Welcome to Our Medtech Talk Podcast Channel
Too often we define the Medtech sector by the number of dollars raised, IPOs helped or companies sold. But the focus neglects the very foundation of the sector - the People. Join the Medtech Talk Podcast each week to hear from entrepreneurs, investors and executives who spend their days developing the tools that make sick people well and health care more efficient.
In this month’s episode of Medtech Talk, host Geoff Pardo speaks with Rodney Perkins, M.D., serial medtech inventor and founder of several companies, including Collagen Corporation and Laserscope. Perkins delves into his extensive history as one of the industry’s most prolific and successful entrepreneurs whose inventions have helped shape many medical specialties. Perkins discusses what drew him to medicine and medtech, how to navigate the challenges of starting new companies, and why being aware of your own skillset is important to the growth of a company. He also offers advice on how to handle the stresses of entrepreneurship, including his own “entrepreneur’s survival kit” of self-care and understanding your limits.
Dr. Perkins is an internationally known otologic surgeon who has founded and developed multiple successful medical device companies. He is the founder of the California Ear Institute at Stanford and Emeritus Clinical Professor of Surgery at Stanford. Dr. Perkins has created a number of surgical procedures and techniques that are practiced by ear surgeons throughout the world.
He is the founder or co-founder of 15 medical technology companies. Six of these companies became public companies: Collagen Corporation, Laserscope, Resoud, Pulmonx, Procept and Minerva. Two of these, Pulmonx and Procept, were ‘Unicorns’ (valuations in excess of $1 Billion). Many other companies were acquired by global health care enterprises.
Dr. Perkins received his undergraduate degree from Indiana University. He is a graduate of the Indiana University School of Medicine where he won the American Medical Association National Research Award for medical students and served a clerkship at the Radcliffe Infirmary at Oxford. While a surgical resident at Stanford University School of Medicine he was awarded a training grant from the National Institutes of Health.

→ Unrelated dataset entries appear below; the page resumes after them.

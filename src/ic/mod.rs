//! Internet Computer collaborators: the agent transport and the asset
//! certificate verifier.

pub mod agent;
pub mod certification;
pub mod types;

pub use agent::{AgentTransport, AgentTransportFactory};
pub use certification::CertificateVerifier;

He received the Phoenix Hall of Fame Innovators Award and received Lifetime Achievement Awards from Medical Futures, a British organization that fosters innovation in medicine and from the Weingarten Children’s Center in California. Dr. Perkins received the Distinguished Medical Alumnus Award from Indiana University. He served on the BioX Advisory Board at Stanford University and holds 118 patents.